• Problem to solve
Find each line below that includes "signature", then copy it.

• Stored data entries
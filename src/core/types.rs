use chrono::{DateTime, Utc};
use serde::{Deserialize, Serialize};
use std::fmt;

/// Authentication level attached to every REST call
#[derive(Debug, Clone, Copy, PartialEq, Eq, Hash, Serialize, Deserialize)]
pub enum AuthLevel {
    /// Public endpoint, no credential material attached
    None,
    /// Only the API key identifier is attached
    Keyed,
    /// Canonicalized, signed, and the signature placed per the venue's scheme
    Signed,
}

/// Lifecycle of a resilient stream
#[derive(Debug, Clone, Copy, PartialEq, Eq, Hash, Serialize, Deserialize)]
pub enum ConnectionState {
    Disconnected,
    Connecting,
    Connected,
    Reconnecting,
    Closed,
}

impl ConnectionState {
    pub const fn is_closed(self) -> bool {
        matches!(self, Self::Closed)
    }

    pub const fn is_connected(self) -> bool {
        matches!(self, Self::Connected)
    }
}

impl fmt::Display for ConnectionState {
    fn fmt(&self, f: &mut fmt::Formatter<'_>) -> fmt::Result {
        match self {
            Self::Disconnected => write!(f, "disconnected"),
            Self::Connecting => write!(f, "connecting"),
            Self::Connected => write!(f, "connected"),
            Self::Reconnecting => write!(f, "reconnecting"),
            Self::Closed => write!(f, "closed"),
        }
    }
}

/// Order in which query parameters are joined
#[derive(Debug, Clone, Copy, PartialEq, Eq, Default)]
pub enum QueryOrder {
    /// Keep the order the caller inserted parameters in
    #[default]
    Insertion,
    /// Sort by key. Needed when the server recomputes the signature from sorted keys.
    Lexicographic,
}

/// Where non-GET parameters travel
#[derive(Debug, Clone, Copy, PartialEq, Eq, Default)]
pub enum BodyFormat {
    /// JSON object in the request body
    #[default]
    Json,
    /// Always in the query string, even for POST/PUT/DELETE
    Query,
}

/// How a venue expects request timestamps to be rendered
#[derive(Debug, Clone, Copy, PartialEq, Eq, Default)]
pub enum TimestampUnit {
    Seconds,
    #[default]
    Milliseconds,
    Nanoseconds,
    /// `2020-12-08T09:08:57.715Z`
    Iso8601,
}

impl TimestampUnit {
    pub fn format(self, at: DateTime<Utc>) -> String {
        match self {
            Self::Seconds => at.timestamp().to_string(),
            Self::Milliseconds => at.timestamp_millis().to_string(),
            Self::Nanoseconds => at
                .timestamp_nanos_opt()
                .unwrap_or_else(|| at.timestamp_millis().saturating_mul(1_000_000))
                .to_string(),
            Self::Iso8601 => at.format("%Y-%m-%dT%H:%M:%S%.3fZ").to_string(),
        }
    }
}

• Solution to this task
    /// Canonicalized, signed, and the signature placed per the venue's scheme
    /// Sort by key. Needed when the server recomputes the signature from sorted keys.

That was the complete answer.